▶ WHAT IS REQUIRED
Your answer is the lines below, exactly, from the one that contains "let max_body_bytes = state.config.server.max_body_bytes;" through the one that contains "the headers too.", both included.

------ MATERIAL FOR THIS TASK

//! CloudKeep library -- per-user file storage API.
//!
//! This crate provides the components for running the CloudKeep HTTP
//! service: request authorization, file lifecycle handlers, a metadata
//! store and pluggable object storage backends.

use std::sync::Arc;

pub mod auth;
pub mod config;
pub mod errors;
pub mod handlers;
pub mod metadata;
pub mod metrics;
pub mod presign;
pub mod server;
pub mod storage;

use crate::auth::Authorizer;
use crate::config::Config;
use crate::metadata::store::MetadataStore;
use crate::presign::UrlSigner;
use crate::storage::backend::ObjectStore;

/// Shared application state passed to all handlers via `axum::extract::State`.
pub struct AppState {
    /// Server configuration.
    pub config: Config,
    /// File metadata records.
    pub metadata: Arc<dyn MetadataStore>,
    /// File content.
    pub storage: Arc<dyn ObjectStore>,
    /// Bearer token authorizer, used in `authorizer` identity mode.
    pub authorizer: Authorizer,
    /// Signs and verifies `/blobs/...` links.
    pub signer: Arc<UrlSigner>,
}
//! Axum router construction and route mapping.
//!
//! The [`app`] function wires every endpoint to its handler and returns a
//! ready-to-serve [`axum::Router`].  Identity is resolved once per request
//! by [`identity_middleware`] and handed to handlers as an
//! `Extension<Principal>`.

use std::collections::HashMap;
use std::sync::Arc;

use axum::{
    body::Bytes,
    extract::{rejection::BytesRejection, DefaultBodyLimit, Path, RawQuery, State},
    http::{header, HeaderValue, Request},
    middleware::{self, Next},
    response::{IntoResponse, Response},
    routing::{delete, get, post},
    Extension, Json, Router,
};
use serde::de::DeserializeOwned;
use tower_http::cors::{Any, CorsLayer};
use tower_http::trace::TraceLayer;
use tracing::debug;
use utoipa::OpenApi;

use crate::auth::Principal;
use crate::config::IdentitySource;
use crate::errors::ApiError;
use crate::handlers::{blobs, files, health};
use crate::metrics::{metrics_handler, metrics_middleware, observe_file_operation};
use crate::presign::BLOB_ROUTE_PREFIX;
use crate::AppState;

/// Header carrying the caller identity in `local` identity mode.
pub const USER_ID_HEADER: &str = "x-user-id";

// -- OpenAPI specification ----------------------------------------------------

/// OpenAPI documentation for the CloudKeep API.
#[derive(OpenApi)]
#[openapi(
    info(
        title = "CloudKeep File API",
        version = "0.1.0",
        description = "Upload, list, download, delete and share per-user files"
    ),
    paths(
        health::health,
        health::index,
        files::upload,
        files::list,
        files::download,
        files::delete,
        files::share,
    ),
    tags(
        (name = "Health", description = "Service endpoints"),
        (name = "Files", description = "File lifecycle operations"),
    )
)]
pub struct ApiDoc;

/// Build the axum [`Router`] with all routes and middleware.
///
/// The returned router is ready to be passed to `axum::serve`.
pub fn app(state: Arc<AppState>) -> Router {
    let metrics_enabled = state.config.observability.metrics;
    let max_body_bytes = state.config.server.max_body_bytes;

    let mut router = Router::new()
        .route("/health", get(health::health))
        .route("/", get(health::index))
        .route("/openapi.json", get(openapi_json))
        .route("/upload", post(handle_upload))
        .route("/files", get(handle_list))
        .route("/files/:fileId", delete(handle_delete))
        .route("/download/:fileId", get(handle_download))
        .route("/share/:fileId", post(handle_share))
        .route("/blobs/*key", get(handle_blob));
    if metrics_enabled {
        router = router.route("/metrics", get(metrics_handler));
    }

    // Layer ordering: inner layers run first, outer layers wrap them.
    let mut router = router
        .with_state(state.clone())
        .layer(middleware::from_fn_with_state(state, identity_middleware))
        .layer(middleware::from_fn(common_headers_middleware));
    if metrics_enabled {
        router = router.layer(middleware::from_fn(metrics_middleware));
    }
    router
        .layer(DefaultBodyLimit::max(max_body_bytes))
        .layer(TraceLayer::new_for_http())
        // CORS is outermost so errors and preflights carry the headers too.
        .layer(
            CorsLayer::new()
                .allow_origin(Any)
                .allow_methods(Any)
                .allow_headers(Any),
        )
}

async fn openapi_json() -> impl IntoResponse {
    Json(ApiDoc::openapi())
}

// -- Common headers middleware -----------------------------------------------

/// Adds `x-request-id` (unless already present), `Date` and `Server` to
/// every response.
async fn common_headers_middleware(req: Request<axum::body::Body>, next: Next) -> Response {
    let mut response = next.run(req).await;
    let headers = response.headers_mut();

    if !headers.contains_key("x-request-id") {
        if let Ok(value) = HeaderValue::from_str(&generate_request_id()) {
            headers.insert("x-request-id", value);
        }
    }

    let date = httpdate::fmt_http_date(std::time::SystemTime::now());
    if let Ok(value) = HeaderValue::from_str(&date) {
        headers.insert(header::DATE, value);
    }
    headers.insert(header::SERVER, HeaderValue::from_static("CloudKeep"));

    response
}

/// 16-character uppercase hex request id.
fn generate_request_id() -> String {
    let bytes: [u8; 8] = rand::random();
    hex::encode_upper(bytes)
}

// -- Identity middleware -----------------------------------------------------

/// Paths that need no principal.
const AUTH_SKIP_PATHS: &[&str] = &["/", "/health", "/metrics", "/openapi.json"];

/// Resolves the caller into a [`Principal`] before any handler runs.
///
/// In `local` mode the `x-user-id` header (or the default identity) is
/// trusted as-is.  In `authorizer` mode the `Authorization` header goes
/// through the [`crate::auth::Authorizer`] and a rejection ends the request
/// with 401.  Blob links carry their own signature and are skipped.
async fn identity_middleware(
    State(state): State<Arc<AppState>>,
    mut req: Request<axum::body::Body>,
    next: Next,
) -> Result<Response, ApiError> {
    let path = req.uri().path().to_string();
    if AUTH_SKIP_PATHS.contains(&path.as_str()) || path.starts_with(BLOB_ROUTE_PREFIX) {
        return Ok(next.run(req).await);
    }

    let principal = match state.config.auth.identity {
        IdentitySource::Local => {
            let header = req
                .headers()
                .get(USER_ID_HEADER)
                .map(|v| v.to_str())
                .transpose()
                .map_err(|_| {
                    debug!("Rejected non-UTF-8 {} header", USER_ID_HEADER);
                    ApiError::Validation("Invalid x-user-id header".to_string())
                })?;
            let user_id = header
                .map(str::trim)
                .filter(|v| !v.is_empty())
                .unwrap_or(state.config.auth.default_identity.as_str());
            Principal::new(user_id)
        }
        IdentitySource::Authorizer => {
            let credential = req
                .headers()
                .get(header::AUTHORIZATION)
                .and_then(|v| v.to_str().ok());
            let resource = format!("{} {}", req.method(), path);
            let grant = state
                .authorizer
                .authorize(credential, &resource)
                .await
                .map_err(|_| ApiError::Unauthorized)?;
            debug!("Authorized {} for {}", grant.principal_id, resource);
            grant.principal()
        }
    };

    req.extensions_mut().insert(principal);
    Ok(next.run(req).await)
}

------------

▶ RESULT FOR THIS EXERCISE
    let max_body_bytes = state.config.server.max_body_bytes;

    let mut router = Router::new()
        .route("/health", get(health::health))
        .route("/", get(health::index))
        .route("/openapi.json", get(openapi_json))
        .route("/upload", post(handle_upload))
        .route("/files", get(handle_list))
        .route("/files/:fileId", delete(handle_delete))
        .route("/download/:fileId", get(handle_download))
        .route("/share/:fileId", post(handle_share))
        .route("/blobs/*key", get(handle_blob));
    if metrics_enabled {
        router = router.route("/metrics", get(metrics_handler));
    }

    // Layer ordering: inner layers run first, outer layers wrap them.
    let mut router = router
        .with_state(state.clone())
        .layer(middleware::from_fn_with_state(state, identity_middleware))
        .layer(middleware::from_fn(common_headers_middleware));
    if metrics_enabled {
        router = router.layer(middleware::from_fn(metrics_middleware));
    }
    router
        .layer(DefaultBodyLimit::max(max_body_bytes))
        .layer(TraceLayer::new_for_http())
        // CORS is outermost so errors and preflights carry the headers too.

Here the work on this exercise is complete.